▶ **Dataset extract**:
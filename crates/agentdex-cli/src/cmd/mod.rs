pub mod config;
pub mod parse;
pub mod show;
pub mod sync;

use agentdex_core::config::Config;
use agentdex_core::types::ParseResult;
use agentdex_core::BatchParser;
use anyhow::Context;
use std::path::Path;

/// Load the config for `root` and run a full batch.
pub fn parse_root(root: &Path) -> anyhow::Result<ParseResult> {
    let config = Config::load(root).context("failed to load config")?;
    Ok(BatchParser::new(config.root_paths(root)).parse_all())
}
use serde::{Deserialize, Serialize};
use std::error::Error as _;
use std::path::{Path, PathBuf};
use thiserror::Error;

#[derive(Debug, Error)]
pub enum AgentdexError {
    #[error("unterminated frontmatter: opening '---' has no closing delimiter")]
    UnterminatedFrontmatter,

    #[error("invalid frontmatter: {0}")]
    InvalidFrontmatter(String),

    #[error("invalid name '{0}': must contain at least one letter or digit")]
    InvalidName(String),

    #[error("duplicate name '{name}': already defined by {first}")]
    DuplicateName { name: String, first: String },

    #[error("minAgents ({min}) exceeds maxAgents ({max})")]
    AgentBounds { min: u32, max: u32 },

    #[error("document is not valid UTF-8")]
    InvalidUtf8(#[source] std::string::FromUtf8Error),

    #[error("store error: {0}")]
    Store(String),

    #[error(transparent)]
    Io(#[from] std::io::Error),

    #[error(transparent)]
    Yaml(#[from] serde_yaml::Error),

    #[error(transparent)]
    Json(#[from] serde_json::Error),
}

pub type Result<T> = std::result::Result<T, AgentdexError>;

/// Render the source chain of an error below its top-level message.
fn cause_chain(err: &AgentdexError) -> Option<String> {
    let mut causes = Vec::new();
    let mut source = err.source();
    while let Some(s) = source {
        causes.push(s.to_string());
        source = s.source();
    }
    if causes.is_empty() {
        None
    } else {
        Some(causes.join(": "))
    }
}

// ---------------------------------------------------------------------------
// ParseError
// ---------------------------------------------------------------------------

/// A per-document failure captured during a batch. Never propagated.
#[derive(Debug, Clone, PartialEq, Serialize, Deserialize)]
#[serde(rename_all = "camelCase")]
pub struct ParseError {
    pub source_path: PathBuf,
    pub message: String,
    #[serde(default, skip_serializing_if = "Option::is_none")]
    pub cause: Option<String>,
}

impl ParseError {
    pub fn new(source_path: &Path, err: &AgentdexError) -> Self {
        Self {
            source_path: source_path.to_path_buf(),
            message: err.to_string(),
            cause: cause_chain(err),
        }
    }
}

// ---------------------------------------------------------------------------
// SyncError
// ---------------------------------------------------------------------------

/// A per-entity failure captured while planning or applying a sync.
#[derive(Debug, Clone, PartialEq, Serialize, Deserialize)]
#[serde(rename_all = "camelCase")]
pub struct SyncError {
    pub kind: crate::types::EntityKind,
    pub name: String,
    pub message: String,
    #[serde(default, skip_serializing_if = "Option::is_none")]
    pub cause: Option<String>,
}

impl SyncError {
    pub fn new(kind: crate::types::EntityKind, name: &str, err: &AgentdexError) -> Self {
        Self {
            kind,
            name: name.to_string(),
            message: err.to_string(),
            cause: cause_chain(err),
        }
    }
}
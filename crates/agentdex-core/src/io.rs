use crate::error::Result;
use serde::de::DeserializeOwned;
use serde::Serialize;
use std::io::Write;
use std::path::Path;
use tempfile::NamedTempFile;

/// Atomically write `data` to `path` using a tempfile in the same directory.
pub fn atomic_write(path: &Path, data: &[u8]) -> Result<()> {
    if let Some(parent) = path.parent() {
        std::fs::create_dir_all(parent)?;
    }
    let dir = path
        .parent()
        .filter(|p| !p.as_os_str().is_empty())
        .unwrap_or(Path::new("."));
    let mut tmp = NamedTempFile::new_in(dir)?;
    tmp.write_all(data)?;
    tmp.persist(path).map_err(|e| e.error)?;
    Ok(())
}

/// Read a JSON document, or `T::default()` when the file does not exist.
pub fn read_json_or_default<T: DeserializeOwned + Default>(path: &Path) -> Result<T> {
    if !path.exists() {
        return Ok(T::default());
    }
    let data = std::fs::read_to_string(path)?;
    Ok(serde_json::from_str(&data)?)
}

pub fn write_json<T: Serialize>(path: &Path, value: &T) -> Result<()> {
    let mut data = serde_json::to_vec_pretty(value)?;
    data.push(b'\n');
    atomic_write(path, &data)
}
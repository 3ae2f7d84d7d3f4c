use serde::Serialize;

pub fn print_json<T: Serialize>(value: &T) -> anyhow::Result<()> {
    let json = serde_json::to_string_pretty(value)?;
    println!("{}", json);
    Ok(())
}

pub fn print_table(headers: &[&str], rows: Vec<Vec<String>>) {
    print!("{}", render_table(headers, &rows));
}

/// Left-aligned columns two spaces apart, a dashed rule under the header.
/// Cells past the last header are not padded.
pub fn render_table(headers: &[&str], rows: &[Vec<String>]) -> String {
    let widths: Vec<usize> = headers
        .iter()
        .enumerate()
        .map(|(col, header)| {
            rows.iter()
                .filter_map(|row| row.get(col))
                .map(|cell| cell.chars().count())
                .fold(header.chars().count(), usize::max)
        })
        .collect();

    let rule: Vec<String> = widths.iter().map(|&w| "-".repeat(w)).collect();
    let mut out = render_row(headers.iter().copied(), &widths);
    out.push_str(&rule.join("  "));
    out.push('\n');
    for row in rows {
        out.push_str(&render_row(row.iter().map(String::as_str), &widths));
    }
    out
}

fn render_row<'a>(cells: impl Iterator<Item = &'a str>, widths: &[usize]) -> String {
    let padded: Vec<String> = cells
        .enumerate()
        .map(|(col, cell)| {
            let fill = widths
                .get(col)
                .map_or(0, |&w| w.saturating_sub(cell.chars().count()));
            format!("{cell}{}", " ".repeat(fill))
        })
        .collect();
    format!("{}\n", padded.join("  ").trim_end())
}

/// `a, b, c`, or `-` for an empty list.
pub fn list(items: &[String]) -> String {
    if items.is_empty() {
        "-".to_string()
    } else {
        items.join(", ")
    }
}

▶ **Task instructions**: Each line of the entries where the string "NamedTempFile" occurs should be shown.

▶ **Answer to this exercise**:
use tempfile::NamedTempFile;
    let mut tmp = NamedTempFile::new_in(dir)?;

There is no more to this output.